Dominik,
Thank you for making this available! I'm trying to build/run now, and I'm
getting this...is this user error?
/dev/commoncrawl-download/CommonCrawlDocumentDownload/src/test/java/org/dstadler/commoncrawl/UtilsTest.java:20:
error: package org.dstadler.commons.testing does not exist
import org.dstadler.commons.testing.MockRESTServer;
^
/dev/commoncrawl-download/CommonCrawlDocumentDownload/src/test/java/org/dstadler/commoncrawl/UtilsTest.java:21:
error: package org.dstadler.commons.testing does not exist
import org.dstadler.commons.testing.TestHelpers;
^
/dev/commoncrawl-download/CommonCrawlDocumentDownload/src/test/java/org/dstadler/commoncrawl/ExtensionsTest.java:31:
error: package org.dstadler.commons.testing does not exist
org.dstadler.commons.testing.PrivateConstructorCoverage.executePrivateConstructor(Extensions.class);
^
/dev/commoncrawl-download/CommonCrawlDocumentDownload/src/test/java/org/dstadler/commoncrawl/UtilsTest.java:158:
error: cannot find symbol
try (MockRESTServer server = new MockRESTServer(NanoHTTPD.HTTP_OK,
"text/plain", "Ok")) {
^
symbol: class MockRESTServer
location: class UtilsTest
/dev/commoncrawl-download/CommonCrawlDocumentDownload/src/test/java/org/dstadler/commoncrawl/UtilsTest.java:158:
error: cannot find symbol
try (MockRESTServer server = new MockRESTServer(NanoHTTPD.HTTP_OK,
"text/plain", "Ok")) {
^
symbol: class MockRESTServer
location: class UtilsTest
/dev/commoncrawl-download/CommonCrawlDocumentDownload/src/test/java/org/dstadler/commoncrawl/UtilsTest.java:171:
error: cannot find symbol
try (MockRESTServer server = new
MockRESTServer(NanoHTTPD.HTTP_INTERNALERROR, "text/plain", "Ok")) {
^
symbol: class MockRESTServer
location: class UtilsTest
/dev/commoncrawl-download/CommonCrawlDocumentDownload/src/test/java/org/dstadler/commoncrawl/UtilsTest.java:171:
error: cannot find symbol
try (MockRESTServer server = new
MockRESTServer(NanoHTTPD.HTTP_INTERNALERROR, "text/plain", "Ok")) {
^
symbol: class MockRESTServer
location: class UtilsTest
/dev/commoncrawl-download/CommonCrawlDocumentDownload/src/test/java/org/dstadler/commoncrawl/UtilsTest.java:179:
error: cannot find symbol
TestHelpers.assertContains(e, "500", "localhost",
Integer.toString(server.getPort()));
^
symbol: variable TestHelpers
location: class UtilsTest
/dev/commoncrawl-download/CommonCrawlDocumentDownload/src/test/java/org/dstadler/commoncrawl/UtilsTest.java:205:
error: package org.dstadler.commons.testing does not exist
org.dstadler.commons.testing.PrivateConstructorCoverage.executePrivateConstructor(Utils.class);
^
9 errors
:compileTestJava FAILED
-----Original Message-----
From: Dominik Stadler [mailto:[email protected]]

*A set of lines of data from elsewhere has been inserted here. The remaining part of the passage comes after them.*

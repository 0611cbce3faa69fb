//! Wire frame codec
//!
//! Frame layout:
//!
//! ```text
//! 0xFF 0xAA | len: u16 LE | payload (len bytes) | crc: u16 LE | 0xFE
//! ```
//!
//! The payload is a UTF-8 JSON document. The checksum covers the payload
//! only.

use super::message::{Request, Response};
use acelink_core::{FrameError, RequestError};

/// Frame start marker
pub const FRAME_HEADER: [u8; 2] = [0xFF, 0xAA];

/// Frame end marker
pub const FRAME_TERMINATOR: u8 = 0xFE;

/// Header, length, checksum and terminator bytes around the payload
pub const FRAME_OVERHEAD: usize = 7;

/// Smallest candidate worth decoding
pub const MIN_FRAME_LEN: usize = FRAME_OVERHEAD;

/// 16-bit checksum over the payload bytes
pub fn checksum(payload: &[u8]) -> u16 {
    let mut crc: u32 = 0xFFFF;
    for &byte in payload {
        let mut data = u32::from(byte) ^ (crc & 0xFF);
        data ^= (data & 0x0F) << 4;
        crc = (((data << 8) | (crc >> 8)) ^ (data >> 4) ^ (data << 3)) & 0xFFFF;
    }
    crc as u16
}

/// Wrap a payload in a frame
pub fn encode_frame(payload: &[u8]) -> Result<Vec<u8>, FrameError> {
    let len = u16::try_from(payload.len())
        .map_err(|_| FrameError::PayloadTooLarge { len: payload.len() })?;

    let mut frame = Vec::with_capacity(payload.len() + FRAME_OVERHEAD);
    frame.extend_from_slice(&FRAME_HEADER);
    frame.extend_from_slice(&len.to_le_bytes());
    frame.extend_from_slice(payload);
    frame.extend_from_slice(&checksum(payload).to_le_bytes());
    frame.push(FRAME_TERMINATOR);
    Ok(frame)
}

/// Validate a candidate frame and borrow its payload
///
/// `candidate` runs from the first byte after the previous terminator up to
/// and including the next terminator. Bytes past the declared payload and
/// checksum are ignored.
pub fn decode_frame(candidate: &[u8]) -> Result<&[u8], FrameError> {
    if candidate.len() < MIN_FRAME_LEN {
        return Err(FrameError::TooShort {
            len: candidate.len(),
        });
    }
    if candidate[..2] != FRAME_HEADER {
        return Err(FrameError::MalformedHeader {
            found: [candidate[0], candidate[1]],
        });
    }

    let len = usize::from(u16::from_le_bytes([candidate[2], candidate[3]]));
    let expected = len + FRAME_OVERHEAD;
    if candidate.len() < expected {
        return Err(FrameError::Incomplete {
            expected,
            actual: candidate.len(),
        });
    }

    let payload = &candidate[4..4 + len];
    let received = u16::from_le_bytes([candidate[4 + len], candidate[5 + len]]);
    let computed = checksum(payload);
    if received != computed {
        return Err(FrameError::ChecksumMismatch { received, computed });
    }

    Ok(payload)
}

/// Serialize and frame a request
pub fn encode_request(request: &Request) -> Result<Vec<u8>, RequestError> {
    let payload = serde_json::to_vec(request).map_err(|e| RequestError::Encode {
        reason: e.to_string(),
    })?;
    encode_frame(&payload).map_err(|e| RequestError::Encode {
        reason: e.to_string(),
    })
}

/// Parse a frame payload as a response
pub fn decode_response(payload: &[u8]) -> Result<Response, FrameError> {
    serde_json::from_slice(payload).map_err(|e| FrameError::PayloadDecode {
        reason: e.to_string(),
    })
}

Sent: Wednesday, April 22, 2015 4:07 PM
To: POI Developers List
Cc: [email protected]; [email protected]; [email protected]
Subject: Re: [COMPRESS and others] FW: Any interest in running Apache Tika as
part of CommonCrawl?
Hi,
I have now published a first version of a tool to download binary data
of certain file types from the Common Crawl URL Index. Currently it
only supports the previous index format, so the data is from around
2012/2013, but this also provides tons of files for mass-testing of
our frameworks.
I used a small part of the files to run some integration testing
locally and immediately found a few issues where specially formatted
files broke Apache POI.
The project is currently available at
https://github.com/centic9/CommonCrawlDocumentDownload, it has options
for downloading files as well as first retrieving a list of all
interesting files and then downloading them later. But it should also
be easily possible to change it so it processes the files on-the-fly
(if you want to spare the estimated >300G of disk space it will need
for example to store files interesting for Apache POI testing).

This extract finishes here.